WORK INSTRUCTION » Below is a listing; reproduce each line of it exactly.

=== Section Start ===

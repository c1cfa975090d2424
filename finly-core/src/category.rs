//! The fixed category vocabulary.
//!
//! Category ids are a closed set of string keys shared by transactions,
//! bills, and the SMS extractor's auto-categorization chains.

use serde::{Deserialize, Serialize};

/// Which side of the ledger a category belongs to.
#[derive(Debug, Clone, Copy, PartialEq, Eq, Serialize, Deserialize)]
pub enum CategoryKind {
    #[serde(rename = "income")]
    Income,
    #[serde(rename = "expense")]
    Expense,
    #[serde(rename = "bill")]
    Bill,
}

/// Spending/income buckets, serialized as their string ids.
#[derive(Debug, Clone, Copy, Serialize, Deserialize, PartialEq, Eq, Hash)]
pub enum Category {
    // Income
    #[serde(rename = "salary")]
    Salary,
    #[serde(rename = "freelance")]
    Freelance,
    #[serde(rename = "investments")]
    Investments,
    #[serde(rename = "other-income")]
    OtherIncome,

    // Expense
    #[serde(rename = "food")]
    Food,
    #[serde(rename = "transportation")]
    Transportation,
    #[serde(rename = "shopping")]
    Shopping,
    #[serde(rename = "entertainment")]
    Entertainment,
    #[serde(rename = "healthcare")]
    Healthcare,
    #[serde(rename = "education")]
    Education,
    #[serde(rename = "other-expense")]
    OtherExpense,

    // Bills
    #[serde(rename = "utilities")]
    Utilities,
    #[serde(rename = "rent")]
    Rent,
    #[serde(rename = "insurance")]
    Insurance,
    #[serde(rename = "subscriptions")]
    Subscriptions,
}

/// The full catalog, in display order. Process-wide constant.
const ALL_CATEGORIES: &[Category] = &[
    Category::Salary,
    Category::Freelance,
    Category::Investments,
    Category::OtherIncome,
    Category::Food,
    Category::Transportation,
    Category::Shopping,
    Category::Entertainment,
    Category::Healthcare,
    Category::Education,
    Category::OtherExpense,
    Category::Utilities,
    Category::Rent,
    Category::Insurance,
    Category::Subscriptions,
];

impl Category {
    pub fn all() -> &'static [Category] {
        ALL_CATEGORIES
    }

    /// Stable string id, identical to the serde rename.
    pub fn id(&self) -> &'static str {
        match self {
            Category::Salary => "salary",
            Category::Freelance => "freelance",
            Category::Investments => "investments",
            Category::OtherIncome => "other-income",
            Category::Food => "food",
            Category::Transportation => "transportation",
            Category::Shopping => "shopping",
            Category::Entertainment => "entertainment",
            Category::Healthcare => "healthcare",
            Category::Education => "education",
            Category::OtherExpense => "other-expense",
            Category::Utilities => "utilities",
            Category::Rent => "rent",
            Category::Insurance => "insurance",
            Category::Subscriptions => "subscriptions",
        }
    }

    pub fn display_name(&self) -> &'static str {
        match self {
            Category::Salary => "Salary",
            Category::Freelance => "Freelance",
            Category::Investments => "Investments",
            Category::OtherIncome => "Other Income",
            Category::Food => "Food & Dining",
            Category::Transportation => "Transportation",
            Category::Shopping => "Shopping",
            Category::Entertainment => "Entertainment",
            Category::Healthcare => "Healthcare",
            Category::Education => "Education",
            Category::OtherExpense => "Other Expenses",
            Category::Utilities => "Utilities",
            Category::Rent => "Rent/Mortgage",
            Category::Insurance => "Insurance",
            Category::Subscriptions => "Subscriptions",
        }
    }

    pub fn kind(&self) -> CategoryKind {
        match self {
            Category::Salary
            | Category::Freelance
            | Category::Investments
            | Category::OtherIncome => CategoryKind::Income,
            Category::Food
            | Category::Transportation
            | Category::Shopping
            | Category::Entertainment
            | Category::Healthcare
            | Category::Education
            | Category::OtherExpense => CategoryKind::Expense,
            Category::Utilities
            | Category::Rent
            | Category::Insurance
            | Category::Subscriptions => CategoryKind::Bill,
        }
    }

    pub fn from_id(id: &str) -> Option<Category> {
        ALL_CATEGORIES.iter().copied().find(|c| c.id() == id)
    }

    pub fn of_kind(kind: CategoryKind) -> impl Iterator<Item = Category> {
        ALL_CATEGORIES.iter().copied().filter(move |c| c.kind() == kind)
    }
}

=== Section End ===

OUTPUT »
repository c1cfa975090d2424
filename finly-core/src/category.rs
//! The fixed category vocabulary.
//!
//! Category ids are a closed set of string keys shared by transactions,
//! bills, and the SMS extractor's auto-categorization chains.

use serde::{Deserialize, Serialize};

/// Which side of the ledger a category belongs to.
#[derive(Debug, Clone, Copy, PartialEq, Eq, Serialize, Deserialize)]
pub enum CategoryKind {
    #[serde(rename = "income")]
    Income,
    #[serde(rename = "expense")]
    Expense,
    #[serde(rename = "bill")]
    Bill,
}

/// Spending/income buckets, serialized as their string ids.
#[derive(Debug, Clone, Copy, Serialize, Deserialize, PartialEq, Eq, Hash)]
pub enum Category {
    // Income
    #[serde(rename = "salary")]
    Salary,
    #[serde(rename = "freelance")]
    Freelance,
    #[serde(rename = "investments")]
    Investments,
    #[serde(rename = "other-income")]
    OtherIncome,

    // Expense
    #[serde(rename = "food")]
    Food,
    #[serde(rename = "transportation")]
    Transportation,
    #[serde(rename = "shopping")]
    Shopping,
    #[serde(rename = "entertainment")]
    Entertainment,
    #[serde(rename = "healthcare")]
    Healthcare,
    #[serde(rename = "education")]
    Education,
    #[serde(rename = "other-expense")]
    OtherExpense,

    // Bills
    #[serde(rename = "utilities")]
    Utilities,
    #[serde(rename = "rent")]
    Rent,
    #[serde(rename = "insurance")]
    Insurance,
    #[serde(rename = "subscriptions")]
    Subscriptions,
}

/// The full catalog, in display order. Process-wide constant.
const ALL_CATEGORIES: &[Category] = &[
    Category::Salary,
    Category::Freelance,
    Category::Investments,
    Category::OtherIncome,
    Category::Food,
    Category::Transportation,
    Category::Shopping,
    Category::Entertainment,
    Category::Healthcare,
    Category::Education,
    Category::OtherExpense,
    Category::Utilities,
    Category::Rent,
    Category::Insurance,
    Category::Subscriptions,
];

impl Category {
    pub fn all() -> &'static [Category] {
        ALL_CATEGORIES
    }

    /// Stable string id, identical to the serde rename.
    pub fn id(&self) -> &'static str {
        match self {
            Category::Salary => "salary",
            Category::Freelance => "freelance",
            Category::Investments => "investments",
            Category::OtherIncome => "other-income",
            Category::Food => "food",
            Category::Transportation => "transportation",
            Category::Shopping => "shopping",
            Category::Entertainment => "entertainment",
            Category::Healthcare => "healthcare",
            Category::Education => "education",
            Category::OtherExpense => "other-expense",
            Category::Utilities => "utilities",
            Category::Rent => "rent",
            Category::Insurance => "insurance",
            Category::Subscriptions => "subscriptions",
        }
    }

    pub fn display_name(&self) -> &'static str {
        match self {
            Category::Salary => "Salary",
            Category::Freelance => "Freelance",
            Category::Investments => "Investments",
            Category::OtherIncome => "Other Income",
            Category::Food => "Food & Dining",
            Category::Transportation => "Transportation",
            Category::Shopping => "Shopping",
            Category::Entertainment => "Entertainment",
            Category::Healthcare => "Healthcare",
            Category::Education => "Education",
            Category::OtherExpense => "Other Expenses",
            Category::Utilities => "Utilities",
            Category::Rent => "Rent/Mortgage",
            Category::Insurance => "Insurance",
            Category::Subscriptions => "Subscriptions",
        }
    }

    pub fn kind(&self) -> CategoryKind {
        match self {
            Category::Salary
            | Category::Freelance
            | Category::Investments
            | Category::OtherIncome => CategoryKind::Income,
            Category::Food
            | Category::Transportation
            | Category::Shopping
            | Category::Entertainment
            | Category::Healthcare
            | Category::Education
            | Category::OtherExpense => CategoryKind::Expense,
            Category::Utilities
            | Category::Rent
            | Category::Insurance
            | Category::Subscriptions => CategoryKind::Bill,
        }
    }

    pub fn from_id(id: &str) -> Option<Category> {
        ALL_CATEGORIES.iter().copied().find(|c| c.id() == id)
    }

    pub fn of_kind(kind: CategoryKind) -> impl Iterator<Item = Category> {
        ALL_CATEGORIES.iter().copied().filter(move |c| c.kind() == kind)
    }
}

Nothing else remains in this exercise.